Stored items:
******

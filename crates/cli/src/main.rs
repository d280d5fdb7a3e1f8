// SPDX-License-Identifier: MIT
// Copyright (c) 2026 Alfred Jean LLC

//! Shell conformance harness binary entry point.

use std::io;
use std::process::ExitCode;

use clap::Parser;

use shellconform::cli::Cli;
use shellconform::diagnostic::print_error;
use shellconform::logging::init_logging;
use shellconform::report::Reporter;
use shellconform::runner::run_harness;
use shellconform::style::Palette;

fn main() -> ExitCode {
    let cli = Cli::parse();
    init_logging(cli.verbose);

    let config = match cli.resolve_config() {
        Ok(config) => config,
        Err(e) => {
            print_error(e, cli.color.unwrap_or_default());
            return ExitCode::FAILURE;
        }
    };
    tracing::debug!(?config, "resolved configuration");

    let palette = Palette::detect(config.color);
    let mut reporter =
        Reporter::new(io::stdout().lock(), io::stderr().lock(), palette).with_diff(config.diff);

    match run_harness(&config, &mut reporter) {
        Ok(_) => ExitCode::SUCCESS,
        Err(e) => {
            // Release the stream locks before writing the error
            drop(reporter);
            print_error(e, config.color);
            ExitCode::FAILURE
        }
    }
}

******

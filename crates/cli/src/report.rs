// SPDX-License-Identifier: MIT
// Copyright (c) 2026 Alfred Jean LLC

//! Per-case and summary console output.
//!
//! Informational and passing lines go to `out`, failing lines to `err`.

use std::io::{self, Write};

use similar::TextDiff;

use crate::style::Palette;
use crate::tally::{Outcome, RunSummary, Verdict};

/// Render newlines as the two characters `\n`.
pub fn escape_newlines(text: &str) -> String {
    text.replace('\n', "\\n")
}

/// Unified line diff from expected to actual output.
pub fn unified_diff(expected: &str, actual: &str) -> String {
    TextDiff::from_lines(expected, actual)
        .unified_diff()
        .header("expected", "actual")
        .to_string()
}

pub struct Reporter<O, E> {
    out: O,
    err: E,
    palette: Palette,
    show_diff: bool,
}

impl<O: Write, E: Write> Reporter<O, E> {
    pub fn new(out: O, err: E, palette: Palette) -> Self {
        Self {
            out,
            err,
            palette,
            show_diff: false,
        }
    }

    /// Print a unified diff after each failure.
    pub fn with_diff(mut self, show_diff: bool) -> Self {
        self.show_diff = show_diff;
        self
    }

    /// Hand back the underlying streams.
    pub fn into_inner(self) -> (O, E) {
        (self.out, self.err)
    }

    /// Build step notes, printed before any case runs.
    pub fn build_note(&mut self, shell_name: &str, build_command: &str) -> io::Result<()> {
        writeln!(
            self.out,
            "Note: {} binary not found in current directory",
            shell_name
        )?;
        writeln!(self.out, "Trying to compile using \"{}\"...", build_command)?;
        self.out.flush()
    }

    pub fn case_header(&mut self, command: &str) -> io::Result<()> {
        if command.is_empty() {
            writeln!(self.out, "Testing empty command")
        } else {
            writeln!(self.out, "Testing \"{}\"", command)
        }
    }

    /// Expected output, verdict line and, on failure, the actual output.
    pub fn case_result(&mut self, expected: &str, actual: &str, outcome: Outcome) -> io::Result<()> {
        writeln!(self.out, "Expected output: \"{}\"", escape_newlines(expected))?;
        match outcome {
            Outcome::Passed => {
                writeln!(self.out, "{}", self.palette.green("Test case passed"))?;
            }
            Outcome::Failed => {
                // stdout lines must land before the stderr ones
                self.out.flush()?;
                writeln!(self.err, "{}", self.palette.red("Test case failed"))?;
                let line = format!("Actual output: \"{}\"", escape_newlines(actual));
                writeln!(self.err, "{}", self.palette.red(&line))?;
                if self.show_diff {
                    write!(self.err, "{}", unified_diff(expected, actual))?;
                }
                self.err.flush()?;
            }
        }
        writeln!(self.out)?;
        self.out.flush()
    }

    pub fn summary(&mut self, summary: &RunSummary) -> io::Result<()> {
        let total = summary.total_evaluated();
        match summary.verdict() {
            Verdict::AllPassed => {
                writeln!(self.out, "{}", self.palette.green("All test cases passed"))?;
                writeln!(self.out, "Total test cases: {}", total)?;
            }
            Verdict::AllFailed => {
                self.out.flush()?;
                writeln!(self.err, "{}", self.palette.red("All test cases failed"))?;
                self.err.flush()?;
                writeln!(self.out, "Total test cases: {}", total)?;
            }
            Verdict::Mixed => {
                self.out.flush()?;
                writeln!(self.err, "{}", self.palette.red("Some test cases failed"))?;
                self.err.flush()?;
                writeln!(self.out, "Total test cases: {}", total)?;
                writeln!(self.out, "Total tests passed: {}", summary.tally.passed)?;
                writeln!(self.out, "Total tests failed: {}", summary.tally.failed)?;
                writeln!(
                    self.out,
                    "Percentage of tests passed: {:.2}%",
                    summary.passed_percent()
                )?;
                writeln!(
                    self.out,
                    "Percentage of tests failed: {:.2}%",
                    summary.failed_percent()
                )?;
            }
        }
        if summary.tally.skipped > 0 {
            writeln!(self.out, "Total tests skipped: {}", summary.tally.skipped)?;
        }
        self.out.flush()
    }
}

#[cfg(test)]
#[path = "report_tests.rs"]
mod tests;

******

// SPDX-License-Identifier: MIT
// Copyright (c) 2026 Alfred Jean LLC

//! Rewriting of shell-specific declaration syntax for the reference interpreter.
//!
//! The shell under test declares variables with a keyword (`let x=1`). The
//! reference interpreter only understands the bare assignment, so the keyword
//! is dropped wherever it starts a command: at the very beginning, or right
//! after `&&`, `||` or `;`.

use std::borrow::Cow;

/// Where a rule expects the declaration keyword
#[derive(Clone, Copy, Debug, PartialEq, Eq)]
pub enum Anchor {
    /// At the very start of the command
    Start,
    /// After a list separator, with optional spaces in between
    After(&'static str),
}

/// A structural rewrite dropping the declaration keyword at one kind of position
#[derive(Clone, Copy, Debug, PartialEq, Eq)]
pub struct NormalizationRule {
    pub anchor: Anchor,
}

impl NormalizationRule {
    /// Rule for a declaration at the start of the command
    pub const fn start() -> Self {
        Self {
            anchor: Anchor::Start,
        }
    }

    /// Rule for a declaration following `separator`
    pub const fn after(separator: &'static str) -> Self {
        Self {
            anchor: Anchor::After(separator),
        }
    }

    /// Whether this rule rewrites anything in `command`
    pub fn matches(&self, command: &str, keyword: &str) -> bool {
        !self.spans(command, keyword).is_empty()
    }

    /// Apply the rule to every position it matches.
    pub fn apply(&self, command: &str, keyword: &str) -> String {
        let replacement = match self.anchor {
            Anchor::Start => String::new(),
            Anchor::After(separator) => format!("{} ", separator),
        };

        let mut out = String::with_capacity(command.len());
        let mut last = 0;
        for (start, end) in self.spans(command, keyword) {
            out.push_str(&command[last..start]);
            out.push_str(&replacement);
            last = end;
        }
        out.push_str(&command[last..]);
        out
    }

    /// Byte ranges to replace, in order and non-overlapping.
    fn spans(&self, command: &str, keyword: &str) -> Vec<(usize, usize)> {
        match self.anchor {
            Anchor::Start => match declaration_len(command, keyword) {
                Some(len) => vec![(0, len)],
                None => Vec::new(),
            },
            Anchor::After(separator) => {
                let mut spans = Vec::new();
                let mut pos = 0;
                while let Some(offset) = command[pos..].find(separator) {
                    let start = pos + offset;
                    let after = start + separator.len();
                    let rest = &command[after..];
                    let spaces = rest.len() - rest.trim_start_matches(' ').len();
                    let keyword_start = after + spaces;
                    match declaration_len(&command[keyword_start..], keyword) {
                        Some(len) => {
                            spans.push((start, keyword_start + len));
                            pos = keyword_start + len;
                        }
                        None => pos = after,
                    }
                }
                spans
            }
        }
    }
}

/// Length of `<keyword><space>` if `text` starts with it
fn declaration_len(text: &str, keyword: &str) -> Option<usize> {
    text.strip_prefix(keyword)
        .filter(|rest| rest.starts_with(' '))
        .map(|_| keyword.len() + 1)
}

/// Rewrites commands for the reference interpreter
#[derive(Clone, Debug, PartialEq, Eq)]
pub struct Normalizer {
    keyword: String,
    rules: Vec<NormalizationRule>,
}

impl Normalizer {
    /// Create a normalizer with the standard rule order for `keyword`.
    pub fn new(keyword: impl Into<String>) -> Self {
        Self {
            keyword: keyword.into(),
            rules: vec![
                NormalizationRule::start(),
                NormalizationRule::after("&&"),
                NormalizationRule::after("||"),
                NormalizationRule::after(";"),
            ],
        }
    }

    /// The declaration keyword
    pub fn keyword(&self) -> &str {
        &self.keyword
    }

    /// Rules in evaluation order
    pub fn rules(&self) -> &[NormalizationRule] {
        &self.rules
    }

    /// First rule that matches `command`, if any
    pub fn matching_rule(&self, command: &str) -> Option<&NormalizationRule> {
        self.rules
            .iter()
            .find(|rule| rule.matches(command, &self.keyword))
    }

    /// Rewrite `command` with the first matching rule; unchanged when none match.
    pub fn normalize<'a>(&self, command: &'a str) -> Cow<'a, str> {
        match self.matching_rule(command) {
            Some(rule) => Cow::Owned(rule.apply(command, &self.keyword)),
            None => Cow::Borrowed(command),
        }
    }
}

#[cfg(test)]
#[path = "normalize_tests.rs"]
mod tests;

******

**What is required:**
Find and copy each line above that includes the string "Some".

**Solution to this exercise:**
                writeln!(self.err, "{}", self.palette.red("Some test cases failed"))?;
                Some(len) => vec![(0, len)],
                while let Some(offset) = command[pos..].find(separator) {
                        Some(len) => {
            Some(rule) => Cow::Owned(rule.apply(command, &self.keyword)),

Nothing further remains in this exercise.